Counterselection against β-lactamase-expressing bacteria via an activatable photosensitizer that accumulates in resistant pathogens

The rapid global spread of antimicrobial resistance via β-lactamase (bla) demands targeted strategies that selectively eliminate resistant pathogens without exacerbating resistance. Herein, we report BIN-3I , a photosensitizer (PS) that enables bla-selective activation and—more importantly—covalent retention and accumulation within resistant bacteria, allowing potent photodynamic eradication of bla-expressing pathogens and exerting counter-selection pressure.

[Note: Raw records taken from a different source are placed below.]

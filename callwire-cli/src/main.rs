//! Callwire CLI Application
//!
//! Decodes, validates and generates signaling payloads for debugging peers.

use anyhow::Result;
use callwire_core::prelude::*;
use callwire_core::DEFAULT_MAX_PAYLOAD_SIZE;
use clap::{Parser, Subcommand};
use inspect::CliMessageKind;
use std::path::{Path, PathBuf};
use tracing_subscriber::EnvFilter;

mod inspect;
#[cfg(test)]
mod inspect_tests;

#[derive(Parser)]
#[command(author, version, about)]
struct Cli {
    /// Largest payload accepted, in bytes
    #[arg(long, env = "CALLWIRE_MAX_PAYLOAD_SIZE", default_value_t = DEFAULT_MAX_PAYLOAD_SIZE)]
    max_payload_size: usize,

    /// Enable debug logging
    #[arg(short, long)]
    verbose: bool,

    #[command(subcommand)]
    command: Commands,
}

#[derive(Subcommand)]
enum Commands {
    /// Decode a payload and print its canonical form
    Decode {
        /// Payload file (stdin when omitted or "-")
        file: Option<PathBuf>,
    },

    /// Check that a payload parses
    Validate {
        /// Payload file (stdin when omitted or "-")
        file: Option<PathBuf>,
    },

    /// Print a sample payload
    Sample {
        /// Message kind
        #[arg(value_enum)]
        kind: CliMessageKind,
    },
}

fn main() -> Result<()> {
    let cli = Cli::parse();

    // RUST_LOG takes precedence over --verbose
    let default_filter = if cli.verbose {
        "callwire=debug"
    } else {
        "callwire=info"
    };
    tracing_subscriber::fmt()
        .with_env_filter(
            EnvFilter::try_from_default_env().unwrap_or_else(|_| EnvFilter::new(default_filter)),
        )
        .with_writer(std::io::stderr)
        .init();

    let codec = SignalingCodec::new(
        CodecConfig::default().with_max_payload_size(cli.max_payload_size),
    );

    match cli.command {
        Commands::Decode { file } => handle_decode(&codec, file.as_deref())?,
        Commands::Validate { file } => handle_validate(&codec, file.as_deref())?,
        Commands::Sample { kind } => handle_sample(kind)?,
    }

    Ok(())
}

fn handle_decode(codec: &SignalingCodec, file: Option<&Path>) -> Result<()> {
    let payload = inspect::read_payload(file)?;
    let report = inspect::decode_report(codec, &payload)?;
    println!("{report}");
    Ok(())
}

fn handle_validate(codec: &SignalingCodec, file: Option<&Path>) -> Result<()> {
    let payload = inspect::read_payload(file)?;
    let kind = inspect::validate(codec, &payload)?;
    println!("ok: {kind}");
    Ok(())
}

fn handle_sample(kind: CliMessageKind) -> Result<()> {
    let message = inspect::sample_message(kind.into());
    println!("{}", inspect::pretty(&message)?);
    Ok(())
}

BIN-3I adopts an enzyme-triggered "one-to-multi" design: Upon bla hydrolysis, it undergoes a hydrophilic-to-hydrophobic and low-to-high permeability transition, facilitating uptake and generating a reactive quinone methide intermediate that covalently binds intracellular proteins, leading to >2,000-fold accumulation within resistant bacteria, thiol depletion and light-triggered reactive oxygen species generation. In vitro, BIN-3I demonstrated bla-specific activation, selective enrichment in bla-expressing MRSA, and potent photodynamic killing (>99.999% reduction), outperforming the corresponding uncaged photosensitizer. Crucially, it selectively eradicates bla-producing MRSA within mixed populations, exerting counter-selection pressure against resistant strains. The PS also activates and accumulates in bla-expressing Gram-negative Enterobacter cloacae , albeit with reduced killing efficiency compared to Gram-positive bacteria. In vivo, it exhibited prolonged retention at infection sites and targeted imaging capability in murine myositis and abscess models. Notably, BIN-3I -mediated photodynamic therapy effectively cleared MRSA infections across multiple models—including thigh infection, wound, and biofilm-associated infections—achieving >5-log reduction in bacterial load and surpassing vancomycin in efficacy. This work presents a targeted antimicrobial platform that exploits bacterial resistance mechanisms to achieve species-specific eradication, offering a promising strategy to combat multidrug-resistant infections and alleviate the selection pressure that drives the enrichment of resistant strains.